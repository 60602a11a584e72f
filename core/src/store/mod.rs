//! SQLite persistence layer.
//!
//! RULE: Only store/ and the loader talk to the database.
//! Generators never execute SQL; they receive reference snapshots
//! fetched here and return rows the loader writes.
//!
//! Connections come from a bounded r2d2 pool. Every caller holds a pooled
//! connection only for the duration of one operation (one chunk, one
//! page walk, one report query); dropping the guard returns it.

mod reference;
mod report;

pub use reference::{NamedService, PurchaseRef, ServiceRef};
pub use report::{
    PaymentSampleCheck, RecentPayment, ServicePopularity, ServiceTypeStats, TableCounts,
    TermCheck, TopCustomer,
};

use crate::{config::StoreConfig, error::SeedResult};
use r2d2::{Pool, PooledConnection};
use r2d2_sqlite::SqliteConnectionManager;
use rusqlite::params_from_iter;
use std::time::Duration;

pub const CUSTOMERS: &str = "customers";
pub const SERVICES: &str = "services";
pub const PURCHASES: &str = "purchases";
pub const PAYMENTS: &str = "payments";

/// Children first, so a wipe never trips a foreign key.
const WIPE_ORDER: [&str; 4] = [PAYMENTS, PURCHASES, SERVICES, CUSTOMERS];

pub type StoreConn = PooledConnection<SqliteConnectionManager>;

pub struct Store {
    pool: Pool<SqliteConnectionManager>,
    path: String,
}

impl Store {
    /// Open (or create) the database at `config.path` behind a pool of
    /// `pool_size + max_overflow` connections.
    pub fn open(config: &StoreConfig) -> SeedResult<Self> {
        let busy_timeout = Duration::from_millis(config.busy_timeout_ms);
        let manager = SqliteConnectionManager::file(&config.path).with_init(move |c| {
            c.busy_timeout(busy_timeout)?;
            c.execute_batch("PRAGMA foreign_keys=ON;")
        });
        let pool = Pool::builder()
            .max_size(config.pool_size + config.max_overflow)
            .min_idle(Some(config.pool_size))
            .connection_timeout(Duration::from_secs(config.connection_timeout_secs))
            .build(manager)?;

        let store = Self {
            pool,
            path: config.path.clone(),
        };
        // WAL mode: lets reference reads proceed while a chunk commits.
        let mode: String = store.acquire()?.pragma_update_and_check(
            None,
            "journal_mode",
            "WAL",
            |row| row.get(0),
        )?;
        log::debug!("store: opened {} (journal_mode={mode})", store.path);
        Ok(store)
    }

    pub fn path(&self) -> &str {
        &self.path
    }

    /// Check out a connection. Released when the guard drops.
    pub fn acquire(&self) -> SeedResult<StoreConn> {
        Ok(self.pool.get()?)
    }

    /// Apply all schema migrations in order.
    pub fn migrate(&self) -> SeedResult<()> {
        self.acquire()?
            .execute_batch(include_str!("../../../migrations/001_billing.sql"))?;
        Ok(())
    }

    /// Wipe all four tables and reset their id sequences, in one
    /// transaction. Idempotent.
    pub fn clear(&self) -> SeedResult<()> {
        let mut conn = self.acquire()?;
        let tx = conn.transaction()?;
        for table in WIPE_ORDER {
            tx.execute(&format!("DELETE FROM {table}"), [])?;
        }
        tx.execute(
            "DELETE FROM sqlite_sequence WHERE name IN (?1, ?2, ?3, ?4)",
            params_from_iter(WIPE_ORDER),
        )?;
        tx.commit()?;
        log::info!("store: cleared {}", WIPE_ORDER.join(", "));
        Ok(())
    }

    pub fn count(&self, table: &str) -> SeedResult<i64> {
        let count: i64 = self
            .acquire()?
            .query_row(&format!("SELECT COUNT(*) FROM {table}"), [], |row| row.get(0))?;
        Ok(count)
    }

    pub fn table_counts(&self) -> SeedResult<TableCounts> {
        Ok(TableCounts {
            customers: self.count(CUSTOMERS)?,
            services: self.count(SERVICES)?,
            purchases: self.count(PURCHASES)?,
            payments: self.count(PAYMENTS)?,
        })
    }

    /// Insert column names of `table`, excluding the `id` key, in the order
    /// the schema declares them.
    pub fn schema_columns(&self, table: &str) -> SeedResult<Vec<String>> {
        let conn = self.acquire()?;
        let mut stmt = conn.prepare(&format!("PRAGMA table_info({table})"))?;
        let columns = stmt
            .query_map([], |row| row.get::<_, String>(1))?
            .collect::<Result<Vec<_>, _>>()?;
        Ok(columns.into_iter().filter(|c| c != "id").collect())
    }
}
■ ■ ■
What is expected
Recreate the full listing above precisely.

Answer to this task
repository 60602a11a584e72f
filename core/src/store/mod.rs
//! SQLite persistence layer.
//!
//! RULE: Only store/ and the loader talk to the database.
//! Generators never execute SQL; they receive reference snapshots
//! fetched here and return rows the loader writes.
//!
//! Connections come from a bounded r2d2 pool. Every caller holds a pooled
//! connection only for the duration of one operation (one chunk, one
//! page walk, one report query); dropping the guard returns it.

mod reference;
mod report;

pub use reference::{NamedService, PurchaseRef, ServiceRef};
pub use report::{
    PaymentSampleCheck, RecentPayment, ServicePopularity, ServiceTypeStats, TableCounts,
    TermCheck, TopCustomer,
};

use crate::{config::StoreConfig, error::SeedResult};
use r2d2::{Pool, PooledConnection};
use r2d2_sqlite::SqliteConnectionManager;
use rusqlite::params_from_iter;
use std::time::Duration;

pub const CUSTOMERS: &str = "customers";
pub const SERVICES: &str = "services";
pub const PURCHASES: &str = "purchases";
pub const PAYMENTS: &str = "payments";

/// Children first, so a wipe never trips a foreign key.
const WIPE_ORDER: [&str; 4] = [PAYMENTS, PURCHASES, SERVICES, CUSTOMERS];

pub type StoreConn = PooledConnection<SqliteConnectionManager>;

pub struct Store {
    pool: Pool<SqliteConnectionManager>,
    path: String,
}

impl Store {
    /// Open (or create) the database at `config.path` behind a pool of
    /// `pool_size + max_overflow` connections.
    pub fn open(config: &StoreConfig) -> SeedResult<Self> {
        let busy_timeout = Duration::from_millis(config.busy_timeout_ms);
        let manager = SqliteConnectionManager::file(&config.path).with_init(move |c| {
            c.busy_timeout(busy_timeout)?;
            c.execute_batch("PRAGMA foreign_keys=ON;")
        });
        let pool = Pool::builder()
            .max_size(config.pool_size + config.max_overflow)
            .min_idle(Some(config.pool_size))
            .connection_timeout(Duration::from_secs(config.connection_timeout_secs))
            .build(manager)?;

        let store = Self {
            pool,
            path: config.path.clone(),
        };
        // WAL mode: lets reference reads proceed while a chunk commits.
        let mode: String = store.acquire()?.pragma_update_and_check(
            None,
            "journal_mode",
            "WAL",
            |row| row.get(0),
        )?;
        log::debug!("store: opened {} (journal_mode={mode})", store.path);
        Ok(store)
    }

    pub fn path(&self) -> &str {
        &self.path
    }

    /// Check out a connection. Released when the guard drops.
    pub fn acquire(&self) -> SeedResult<StoreConn> {
        Ok(self.pool.get()?)
    }

    /// Apply all schema migrations in order.
    pub fn migrate(&self) -> SeedResult<()> {
        self.acquire()?
            .execute_batch(include_str!("../../../migrations/001_billing.sql"))?;
        Ok(())
    }

    /// Wipe all four tables and reset their id sequences, in one
    /// transaction. Idempotent.
    pub fn clear(&self) -> SeedResult<()> {
        let mut conn = self.acquire()?;
        let tx = conn.transaction()?;
        for table in WIPE_ORDER {
            tx.execute(&format!("DELETE FROM {table}"), [])?;
        }
        tx.execute(
            "DELETE FROM sqlite_sequence WHERE name IN (?1, ?2, ?3, ?4)",
            params_from_iter(WIPE_ORDER),
        )?;
        tx.commit()?;
        log::info!("store: cleared {}", WIPE_ORDER.join(", "));
        Ok(())
    }

    pub fn count(&self, table: &str) -> SeedResult<i64> {
        let count: i64 = self
            .acquire()?
            .query_row(&format!("SELECT COUNT(*) FROM {table}"), [], |row| row.get(0))?;
        Ok(count)
    }

    pub fn table_counts(&self) -> SeedResult<TableCounts> {
        Ok(TableCounts {
            customers: self.count(CUSTOMERS)?,
            services: self.count(SERVICES)?,
            purchases: self.count(PURCHASES)?,
            payments: self.count(PAYMENTS)?,
        })
    }

    /// Insert column names of `table`, excluding the `id` key, in the order
    /// the schema declares them.
    pub fn schema_columns(&self, table: &str) -> SeedResult<Vec<String>> {
        let conn = self.acquire()?;
        let mut stmt = conn.prepare(&format!("PRAGMA table_info({table})"))?;
        let columns = stmt
            .query_map([], |row| row.get::<_, String>(1))?
            .collect::<Result<Vec<_>, _>>()?;
        Ok(columns.into_iter().filter(|c| c != "id").collect())
    }
}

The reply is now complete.